(Data under study)
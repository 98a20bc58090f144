//! Error taxonomy shared by every domain service.

use std::time::Duration;
use thiserror::Error;

#[derive(Debug, Error)]
pub enum PointsError {
    #[error("Authentication failed: {0}")]
    Authentication(String),

    #[error("Not authorized: {0}")]
    Authorization(String),

    #[error("Invalid request: {0}")]
    Validation(String),

    #[error("Too many requests, retry after {} seconds", retry_after.as_secs().max(1))]
    RateLimited { retry_after: Duration },

    #[error("Not found: {0}")]
    NotFound(String),

    #[error("Insufficient balance: required {required}, available {available}")]
    InsufficientBalance { required: i64, available: i64 },

    #[error("Voucher unavailable: {0}")]
    VoucherUnavailable(String),

    #[error("Conflict: {0}")]
    Conflict(String),

    #[error(transparent)]
    Internal(#[from] anyhow::Error),
}

impl From<sqlx::Error> for PointsError {
    fn from(err: sqlx::Error) -> Self {
        PointsError::Internal(err.into())
    }
}

pub type PointsResult<T> = std::result::Result<T, PointsError>;
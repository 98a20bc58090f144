use anyhow::Result;
use sqlx::Row;

use crate::backend::domain::models::wheel::WheelSpin;
use crate::backend::storage::connection::DbConnection;

#[derive(Clone)]
pub struct WheelRepository {
    db: DbConnection,
}

impl WheelRepository {
    pub fn new(db: DbConnection) -> Self {
        Self { db }
    }

    /// Most recent spins first
    pub async fn list_spins(&self, uid: &str, limit: u32) -> Result<Vec<WheelSpin>> {
        let rows = sqlx::query(
            r#"
            SELECT id, uid, prize_id, prize_kind, prize_value, was_free, points_charged, spun_at
            FROM wheel_spins
            WHERE uid = ?
            ORDER BY ROWID DESC
            LIMIT ?
            "#,
        )
        .bind(uid)
        .bind(limit as i64)
        .fetch_all(self.db.pool())
        .await?;

        rows.iter()
            .map(|row| {
                let kind: String = row.get("prize_kind");
                Ok(WheelSpin {
                    id: row.get("id"),
                    uid: row.get("uid"),
                    prize_id: row.get("prize_id"),
                    prize_kind: kind.parse()?,
                    prize_value: row.get("prize_value"),
                    was_free: row.get("was_free"),
                    points_charged: row.get("points_charged"),
                    spun_at: row.get("spun_at"),
                })
            })
            .collect()
    }
}
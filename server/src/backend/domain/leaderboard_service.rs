use crate::backend::domain::commands::leaderboard::RankedEntry;
use crate::backend::domain::models::{PointsError, PointsResult};
use crate::backend::storage::LeaderboardRepository;

pub const DEFAULT_LEADERBOARD_SIZE: u32 = 10;
pub const MAX_LEADERBOARD_SIZE: u32 = 100;

/// Read side of the per-game leaderboard. Writes happen inside the award
/// transaction.
#[derive(Clone)]
pub struct LeaderboardService {
    leaderboard_repository: LeaderboardRepository,
}

impl LeaderboardService {
    pub fn new(leaderboard_repository: LeaderboardRepository) -> Self {
        Self { leaderboard_repository }
    }

    pub async fn top(&self, game_id: &str, limit: Option<u32>) -> PointsResult<Vec<RankedEntry>> {
        let game_id = game_id.trim();
        if game_id.is_empty() {
            return Err(PointsError::Validation("gameId is required".to_string()));
        }
        let limit = limit
            .unwrap_or(DEFAULT_LEADERBOARD_SIZE)
            .clamp(1, MAX_LEADERBOARD_SIZE);

        let entries = self.leaderboard_repository.top_entries(game_id, limit).await?;
        Ok(entries
            .into_iter()
            .enumerate()
            .map(|(index, entry)| RankedEntry {
                rank: index as u32 + 1,
                entry,
            })
            .collect())
    }
}

#[cfg(test)]
mod tests {
    use super::*;
    use crate::backend::storage::{DbConnection, LedgerSession};

    #[tokio::test]
    async fn test_ranks_are_one_based_and_ordered() {
        let db = DbConnection::init_test().await.unwrap();
        let mut session = LedgerSession::begin(&db).await.unwrap();
        session.bump_leaderboard("chess", "alice", "Alice", 10, "2025-01-01T00:00:00+00:00").await.unwrap();
        session.bump_leaderboard("chess", "bob", "Bob", 25, "2025-01-01T00:00:00+00:00").await.unwrap();
        session.bump_leaderboard("chess", "alice", "Alice", 20, "2025-01-02T00:00:00+00:00").await.unwrap();
        session.commit().await.unwrap();

        let service = LeaderboardService::new(LeaderboardRepository::new(db));
        let ranked = service.top("chess", None).await.unwrap();
        assert_eq!(ranked.len(), 2);
        assert_eq!((ranked[0].rank, ranked[0].entry.uid.as_str(), ranked[0].entry.total_points), (1, "alice", 30));
        assert_eq!(ranked[0].entry.plays, 2);
        assert_eq!((ranked[1].rank, ranked[1].entry.uid.as_str()), (2, "bob"));

        assert_eq!(service.top("chess", Some(0)).await.unwrap().len(), 1);
        assert!(matches!(service.top(" ", None).await.unwrap_err(), PointsError::Validation(_)));
    }
}
//! # REST API for Vouchers

use axum::{
    extract::{Path, State},
    http::HeaderMap,
    response::Json,
};
use tracing::info;

use super::mappers::SpendMapper;
use crate::backend::domain::models::PointsError;
use crate::backend::AppState;
use shared::{ConsumeRedemptionResponse, RedeemVoucherResponse, VoucherListResponse};

pub async fn list_vouchers(State(state): State<AppState>) -> Result<Json<VoucherListResponse>, PointsError> {
    info!("GET /api/vouchers");
    let vouchers = state.voucher_service.list_catalog().await?;
    Ok(Json(SpendMapper::to_catalog_response(vouchers)))
}

/// Exchange points for a voucher code
pub async fn redeem_voucher(
    State(state): State<AppState>,
    headers: HeaderMap,
    Path(voucher_id): Path<String>,
) -> Result<Json<RedeemVoucherResponse>, PointsError> {
    let identity = state.identify(&headers)?;
    info!("POST /api/vouchers/{}/redeem - uid: {}", voucher_id, identity.uid);

    let result = state.voucher_service.redeem(&identity.uid, &voucher_id).await?;
    Ok(Json(SpendMapper::to_redeem_response(result)))
}

/// Mark one of the caller's codes as used
pub async fn consume_redemption(
    State(state): State<AppState>,
    headers: HeaderMap,
    Path(code): Path<String>,
) -> Result<Json<ConsumeRedemptionResponse>, PointsError> {
    let identity = state.identify(&headers)?;
    info!("POST /api/vouchers/redemptions/{}/consume - uid: {}", code, identity.uid);

    let redemption = state.voucher_service.consume(&identity.uid, &code).await?;
    Ok(Json(SpendMapper::to_consume_response(redemption)))
}
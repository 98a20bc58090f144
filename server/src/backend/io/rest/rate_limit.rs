//! Per-identity admission control for the earn path.

use std::num::NonZeroU32;
use std::sync::Arc;
use std::time::Duration;

use anyhow::{anyhow, Result};
use governor::clock::{Clock, DefaultClock};
use governor::state::keyed::DefaultKeyedStateStore;
use governor::{Quota, RateLimiter};

use crate::backend::config::RateLimitConfig;
use crate::backend::domain::models::{PointsError, PointsResult};

type KeyedLimiter = RateLimiter<String, DefaultKeyedStateStore<String>, DefaultClock>;

/// `requests` per `window_secs` for each uid, with the whole window
/// available as a burst
#[derive(Clone)]
pub struct AwardRateLimiter {
    limiter: Arc<KeyedLimiter>,
    clock: DefaultClock,
}

impl AwardRateLimiter {
    pub fn new(config: &RateLimitConfig) -> Result<Self> {
        let burst = NonZeroU32::new(config.requests)
            .ok_or_else(|| anyhow!("rate_limit.requests must be positive"))?;
        let period = Duration::from_secs(config.window_secs) / config.requests;
        let quota = Quota::with_period(period)
            .ok_or_else(|| anyhow!("rate_limit.window_secs must be positive"))?
            .allow_burst(burst);
        let clock = DefaultClock::default();
        Ok(Self {
            limiter: Arc::new(RateLimiter::new(quota, DefaultKeyedStateStore::default(), &clock)),
            clock,
        })
    }

    pub fn check(&self, uid: &str) -> PointsResult<()> {
        self.limiter
            .check_key(&uid.to_string())
            .map_err(|not_until| PointsError::RateLimited {
                retry_after: not_until.wait_time_from(self.clock.now()),
            })
    }

    /// Drop state for identities whose quota has fully replenished
    pub fn prune(&self) {
        self.limiter.retain_recent();
    }
}
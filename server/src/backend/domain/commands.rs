//! Domain-level command and query types
//! These structs are used by services inside the domain layer and are **not**
//! exposed over the public API. The REST layer maps the public DTOs defined
//! in the `shared` crate to these internal types.

pub mod rewards {
    /// Input for awarding a completed game session.
    #[derive(Debug, Clone)]
    pub struct AwardGameCommand {
        pub uid: String,
        /// Name shown on the leaderboard
        pub display_name: String,
        pub game_id: String,
        pub retry: u32,
        pub level: Option<String>,
        /// Caller's default base points, used when the game has none configured
        pub points: Option<i64>,
    }

    /// Outcome of an award request. A repeat play is reported, not rejected.
    #[derive(Debug, Clone, PartialEq)]
    pub struct AwardGameResult {
        pub success: bool,
        pub awarded_points: i64,
        pub awarded_xp: i64,
        pub tier_multiplier: f64,
        pub current_tier: String,
        pub is_game_of_day: bool,
        pub applied_multiplier: i64,
        pub already_played: bool,
        pub message: String,
    }
}

pub mod rotation {
    use crate::backend::domain::models::rotation::RotationPolicy;

    /// Admin replacement of the rotation policy.
    #[derive(Debug, Clone)]
    pub struct ReplacePolicyCommand {
        pub enabled: bool,
        pub games_per_day: u32,
        pub selected_games: Vec<String>,
    }

    /// The policy as seen on a given canonical date.
    #[derive(Debug, Clone)]
    pub struct RotationSnapshot {
        pub policy: RotationPolicy,
        pub date: String,
    }

    impl RotationSnapshot {
        /// Today's games; empty while the policy is disabled
        pub fn active_games(&self) -> Vec<String> {
            if !self.policy.enabled {
                return Vec::new();
            }
            self.policy.active_games(&self.date).to_vec()
        }

        pub fn game_of_the_day(&self) -> Option<String> {
            if !self.policy.enabled {
                return None;
            }
            self.policy.game_of_the_day(&self.date).cloned()
        }
    }
}

pub mod ledger {
    use crate::backend::domain::models::balance::AccountBalance;
    use crate::backend::domain::models::tier::Tier;
    use crate::backend::domain::models::transaction::Transaction;

    /// Query parameters for listing transactions.
    #[derive(Debug, Clone, Default)]
    pub struct TransactionListQuery {
        pub after: Option<String>,
        pub limit: Option<u32>,
    }

    /// Generic pagination info returned by list queries.
    #[derive(Debug, Clone)]
    pub struct PaginationInfo {
        pub has_more: bool,
        pub next_cursor: Option<String>,
    }

    /// Result of listing transactions.
    #[derive(Debug, Clone)]
    pub struct TransactionListResult {
        pub transactions: Vec<Transaction>,
        pub pagination: PaginationInfo,
    }

    /// Balance with tier progress.
    #[derive(Debug, Clone)]
    pub struct BalanceSummary {
        pub balance: AccountBalance,
        pub current_tier: Tier,
        pub next_tier: Option<Tier>,
    }

    impl BalanceSummary {
        pub fn xp_to_next_tier(&self) -> Option<i64> {
            self.next_tier
                .as_ref()
                .map(|tier| (tier.min_xp - self.balance.xp).max(0))
        }
    }

    /// Ledger sum compared with the stored balance.
    #[derive(Debug, Clone, PartialEq)]
    pub struct LedgerAudit {
        pub uid: String,
        pub balance_points: i64,
        pub ledger_points: i64,
        pub transaction_count: usize,
        pub backfilled_count: usize,
    }

    impl LedgerAudit {
        pub fn drift(&self) -> i64 {
            self.balance_points - self.ledger_points
        }

        pub fn is_reconciled(&self) -> bool {
            self.drift() == 0
        }
    }
}

pub mod backfill {
    /// Result of one reconciliation run.
    #[derive(Debug, Clone, Default, PartialEq)]
    pub struct BackfillResult {
        pub backfilled_count: usize,
        /// Implied events whose dedup key already existed
        pub skipped_count: usize,
        pub estimated_count: usize,
    }
}

pub mod spend {
    use crate::backend::domain::models::voucher::VoucherRedemption;
    use crate::backend::domain::models::wheel::{WheelPrize, WheelSpin};

    #[derive(Debug, Clone)]
    pub struct RedeemVoucherResult {
        pub redemption: VoucherRedemption,
        pub new_balance: i64,
    }

    #[derive(Debug, Clone)]
    pub struct WheelStatus {
        pub free_spin_available: bool,
        pub spin_cost: i64,
        pub balance: i64,
        pub prizes: Vec<WheelPrize>,
    }

    #[derive(Debug, Clone)]
    pub struct SpinResult {
        pub spin: WheelSpin,
        pub prize: WheelPrize,
        /// Points credited by a points prize, zero otherwise
        pub points_won: i64,
        pub new_balance: i64,
    }
}

pub mod leaderboard {
    use crate::backend::domain::models::leaderboard::LeaderboardEntry;

    #[derive(Debug, Clone)]
    pub struct RankedEntry {
        /// 1-based position
        pub rank: u32,
        pub entry: LeaderboardEntry,
    }
}
#[cfg(test)]
mod tests {
    use super::*;
    use crate::backend::config::GameConfig;
    use crate::backend::domain::models::tier::TierTable;
    use crate::backend::storage::{
        BalanceRepository, GamePlayRepository, LeaderboardRepository, RotationRepository,
        SettingsRepository, TierRepository, TransactionRepository,
    };
    use chrono::{TimeZone, Utc};

    fn rules_with(games: &[(&str, Option<i64>)]) -> RewardConfig {
        let mut rules = RewardConfig::default();
        for (game, points) in games {
            rules.games.insert(
                game.to_string(),
                GameConfig {
                    base_points: *points,
                },
            );
        }
        rules
    }

    async fn build_service(db: DbConnection, rules: RewardConfig) -> (RewardService, CalendarService) {
        let calendar = CalendarService::utc();
        calendar.freeze_at(Utc.with_ymd_and_hms(2025, 5, 20, 15, 0, 0).unwrap());
        let known: Vec<String> = rules.games.keys().cloned().collect();
        let rotation = RotationService::new(
            RotationRepository::new(db.clone()),
            SettingsRepository::new(db.clone()),
            calendar.clone(),
            known,
            vec![],
            1,
        );
        let tiers = TierService::new(TierRepository::new(db.clone()));
        tiers.seed(&TierTable::default_tiers()).await.unwrap();
        let service = RewardService::new(db, calendar.clone(), rotation, tiers, rules);
        (service, calendar)
    }

    fn command(uid: &str, game_id: &str) -> AwardGameCommand {
        AwardGameCommand {
            uid: uid.to_string(),
            display_name: uid.to_uppercase(),
            game_id: game_id.to_string(),
            retry: 0,
            level: None,
            points: None,
        }
    }

    async fn grant_xp(db: &DbConnection, uid: &str, xp: i64) {
        let mut session = LedgerSession::begin(db).await.unwrap();
        session.ensure_balance(uid, "t").await.unwrap();
        session.credit(uid, 0, xp, 0, "t").await.unwrap();
        session.commit().await.unwrap();
    }

    #[test]
    fn test_compute_points_base_precedence() {
        let rules = rules_with(&[("catan", Some(20))]);
        assert_eq!(compute_points(&rules, "catan", None, Some(50), 0, false).final_points, 20);
        assert_eq!(compute_points(&rules, "go", None, Some(50), 0, false).final_points, 50);
        assert_eq!(compute_points(&rules, "go", None, None, 0, false).final_points, 10);
    }

    #[test]
    fn test_compute_points_clamps_and_penalizes() {
        let rules = RewardConfig::default();
        // 80 * 3 capped at 100
        assert_eq!(compute_points(&rules, "g", Some("expert"), Some(80), 0, false).base_points, 100);
        assert_eq!(compute_points(&rules, "g", None, Some(0), 0, false).base_points, 1);
        // Retry penalty never goes below one point
        assert_eq!(compute_points(&rules, "g", None, Some(10), 7, false).final_points, 1);
        assert_eq!(compute_points(&rules, "g", None, Some(10), u32::MAX, false).final_points, 1);
        // 15 * 1.5 = 22.5 rounds to 23
        assert_eq!(compute_points(&rules, "g", Some("medium"), Some(15), 0, false).base_points, 23);
    }

    #[test]
    fn test_compute_points_worked_example() {
        let rules = RewardConfig::default();
        let breakdown = compute_points(&rules, "g", Some("hard"), Some(10), 1, true);
        assert_eq!(breakdown.base_points, 20);
        assert_eq!(breakdown.final_points, 30);
        assert_eq!(breakdown.applied_multiplier, 2);
        assert_eq!(tiered_points(30, &Tier::new("Gold", 2000, 1.25)), 38);
    }

    #[tokio::test]
    async fn test_first_play_awards_and_records_everything() {
        let db = DbConnection::init_test().await.unwrap();
        let (service, _) = build_service(db.clone(), rules_with(&[("catan", Some(10)), ("go", None)])).await;

        // Award whichever game is not today's Game of the Day
        let gotd = service.rotation_service.game_of_the_day("2025-05-20").await.unwrap().unwrap();
        let other = if gotd == "catan" { "go" } else { "catan" };

        let result = service.award_game(command("alice", other)).await.unwrap();
        assert!(result.success);
        assert!(!result.already_played);
        assert!(!result.is_game_of_day);
        assert_eq!(result.awarded_points, 10);
        assert_eq!(result.awarded_xp, 10);
        assert_eq!(result.current_tier, "Bronze");

        let balance = BalanceRepository::new(db.clone()).get_balance("alice").await.unwrap().unwrap();
        assert_eq!((balance.points, balance.xp, balance.game_xp), (10, 10, 10));

        let ledger = TransactionRepository::new(db.clone()).get_all_transactions("alice").await.unwrap();
        assert_eq!(ledger.len(), 1);
        assert_eq!(ledger[0].source, TransactionSource::GameAward);
        assert_eq!(ledger[0].metadata.game_id.as_deref(), Some(other));
        assert_eq!(ledger[0].metadata.date.as_deref(), Some("2025-05-20"));

        let board = LeaderboardRepository::new(db.clone()).top_entries(other, 10).await.unwrap();
        assert_eq!(board[0].total_points, 10);
        assert_eq!(board[0].name, "ALICE");

        let play = GamePlayRepository::new(db).get_play("alice", other, "2025-05-20").await.unwrap().unwrap();
        assert_eq!(play.points_awarded, 10);
        assert_eq!(play.tier_multiplier, Some(1.0));
    }

    #[tokio::test]
    async fn test_repeat_play_awards_nothing() {
        let db = DbConnection::init_test().await.unwrap();
        let (service, calendar) = build_service(db.clone(), rules_with(&[("catan", Some(10))])).await;

        let first = service.award_game(command("alice", "catan")).await.unwrap();
        assert!(first.success);
        let second = service.award_game(command("alice", "catan")).await.unwrap();
        assert!(!second.success);
        assert!(second.already_played);
        assert_eq!(second.awarded_points, 0);
        assert_eq!(second.awarded_xp, 0);

        let balance = BalanceRepository::new(db.clone()).get_balance("alice").await.unwrap().unwrap();
        assert_eq!(balance.points, first.awarded_points);
        assert_eq!(TransactionRepository::new(db.clone()).get_all_transactions("alice").await.unwrap().len(), 1);

        let play = GamePlayRepository::new(db.clone()).get_play("alice", "catan", "2025-05-20").await.unwrap().unwrap();
        assert_eq!(play.play_count, 2);
        assert_eq!(play.points_awarded, first.awarded_xp);
        assert_eq!(play.latest_points, Some(10));

        // A new canonical day is a new first play
        calendar.freeze_at(Utc.with_ymd_and_hms(2025, 5, 21, 0, 30, 0).unwrap());
        assert!(service.award_game(command("alice", "catan")).await.unwrap().success);
    }

    #[tokio::test]
    async fn test_game_of_the_day_bonus_with_tier() {
        let db = DbConnection::init_test().await.unwrap();
        // Single known game with one game per day: it is always the Game of the Day
        let (service, _) = build_service(db.clone(), rules_with(&[("catan", Some(10))])).await;
        grant_xp(&db, "alice", 2000).await;

        let mut award = command("alice", "catan");
        award.level = Some("hard".to_string());
        award.retry = 1;
        let result = service.award_game(award).await.unwrap();

        assert!(result.is_game_of_day);
        assert_eq!(result.applied_multiplier, 2);
        assert_eq!(result.current_tier, "Gold");
        assert_eq!(result.tier_multiplier, 1.25);
        assert_eq!(result.awarded_xp, 30);
        assert_eq!(result.awarded_points, 38);

        let board = LeaderboardRepository::new(db).top_entries("catan", 10).await.unwrap();
        assert_eq!(board[0].total_points, 30);
    }

    #[tokio::test]
    async fn test_empty_game_id_is_rejected() {
        let db = DbConnection::init_test().await.unwrap();
        let (service, _) = build_service(db.clone(), RewardConfig::default()).await;
        let err = service.award_game(command("alice", "  ")).await.unwrap_err();
        assert!(matches!(err, PointsError::Validation(_)));
        assert!(BalanceRepository::new(db).get_balance("alice").await.unwrap().is_none());
    }

    #[tokio::test(flavor = "multi_thread", worker_threads = 4)]
    async fn test_concurrent_awards_grant_one_first_play() {
        let dir = tempfile::tempdir().unwrap();
        let url = format!("sqlite://{}", dir.path().join("points.db").display());
        let db = DbConnection::new(&url, 5).await.unwrap();
        let (service, _) = build_service(db.clone(), rules_with(&[("catan", Some(10))])).await;
        // Generate today's rotation up front
        service.rotation_service.game_of_the_day("2025-05-20").await.unwrap();

        let mut handles = Vec::new();
        for _ in 0..8 {
            let service = service.clone();
            handles.push(tokio::spawn(async move {
                service.award_game(command("alice", "catan")).await
            }));
        }

        let mut successes = 0;
        for handle in handles {
            if handle.await.unwrap().unwrap().success {
                successes += 1;
            }
        }
        assert_eq!(successes, 1);

        let balance = BalanceRepository::new(db.clone()).get_balance("alice").await.unwrap().unwrap();
        assert_eq!(balance.points, 20);
        assert_eq!(TransactionRepository::new(db).get_all_transactions("alice").await.unwrap().len(), 1);
    }
}
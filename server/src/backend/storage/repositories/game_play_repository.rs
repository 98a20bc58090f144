use anyhow::Result;
use sqlx::sqlite::SqliteRow;
use sqlx::Row;

use crate::backend::domain::models::game_play::GamePlayRecord;
use crate::backend::storage::connection::DbConnection;

#[derive(Clone)]
pub struct GamePlayRepository {
    db: DbConnection,
}

const PLAY_COLUMNS: &str = "uid, game_id, date, played_at, retry_count, level, points_awarded, \
     is_game_of_day, applied_multiplier, tier_multiplier, last_played_at, latest_points, play_count";

impl GamePlayRepository {
    pub fn new(db: DbConnection) -> Self {
        Self { db }
    }

    /// The (user, game, day) record, if the game was completed that day
    pub async fn get_play(&self, uid: &str, game_id: &str, date: &str) -> Result<Option<GamePlayRecord>> {
        let query = format!(
            "SELECT {} FROM game_plays WHERE uid = ? AND game_id = ? AND date = ?",
            PLAY_COLUMNS
        );
        let row = sqlx::query(&query)
            .bind(uid)
            .bind(game_id)
            .bind(date)
            .fetch_optional(self.db.pool())
            .await?;

        Ok(row.as_ref().map(map_play_row))
    }

    /// All plays of a user, oldest first
    pub async fn list_plays(&self, uid: &str) -> Result<Vec<GamePlayRecord>> {
        let query = format!(
            "SELECT {} FROM game_plays WHERE uid = ? ORDER BY played_at ASC, game_id ASC",
            PLAY_COLUMNS
        );
        let rows = sqlx::query(&query)
            .bind(uid)
            .fetch_all(self.db.pool())
            .await?;

        Ok(rows.iter().map(map_play_row).collect())
    }
}

fn map_play_row(row: &SqliteRow) -> GamePlayRecord {
    GamePlayRecord {
        uid: row.get("uid"),
        game_id: row.get("game_id"),
        date: row.get("date"),
        played_at: row.get("played_at"),
        retry_count: row.get::<i64, _>("retry_count").max(0) as u32,
        level: row.get("level"),
        points_awarded: row.get("points_awarded"),
        is_game_of_day: row.get("is_game_of_day"),
        applied_multiplier: row.get("applied_multiplier"),
        tier_multiplier: row.get("tier_multiplier"),
        last_played_at: row.get("last_played_at"),
        latest_points: row.get("latest_points"),
        play_count: row.get("play_count"),
    }
}

#[cfg(test)]
mod tests {
    use super::*;

    #[tokio::test]
    async fn test_get_and_list_plays() {
        let db = DbConnection::init_test().await.unwrap();
        for (game, date, at) in [
            ("chess", "2025-03-02", "2025-03-02T09:00:00+00:00"),
            ("go", "2025-03-01", "2025-03-01T18:00:00+00:00"),
        ] {
            sqlx::query(
                r#"
                INSERT INTO game_plays (uid, game_id, date, played_at, points_awarded, is_game_of_day, applied_multiplier)
                VALUES ('alice', ?, ?, ?, 12, FALSE, 1)
                "#,
            )
            .bind(game)
            .bind(date)
            .bind(at)
            .execute(db.pool())
            .await
            .unwrap();
        }

        let repo = GamePlayRepository::new(db);
        let play = repo.get_play("alice", "chess", "2025-03-02").await.unwrap().unwrap();
        assert_eq!(play.points_awarded, 12);
        assert_eq!(play.tier_multiplier, None);
        assert_eq!(play.play_count, 1);
        assert!(repo.get_play("alice", "chess", "2025-03-01").await.unwrap().is_none());

        let plays = repo.list_plays("alice").await.unwrap();
        assert_eq!(
            plays.iter().map(|p| p.game_id.as_str()).collect::<Vec<_>>(),
            vec!["go", "chess"]
        );
    }
}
(End Data under study)
▶ [Task objective]:
The expected answer is a copy of each line above containing "storage".

▶ [Worked solution]:
use crate::backend::storage::connection::DbConnection;
use crate::backend::storage::LeaderboardRepository;
    use crate::backend::storage::{DbConnection, LedgerSession};
    use crate::backend::storage::{
filename server/src/backend/storage/repositories/game_play_repository.rs
use crate::backend::storage::connection::DbConnection;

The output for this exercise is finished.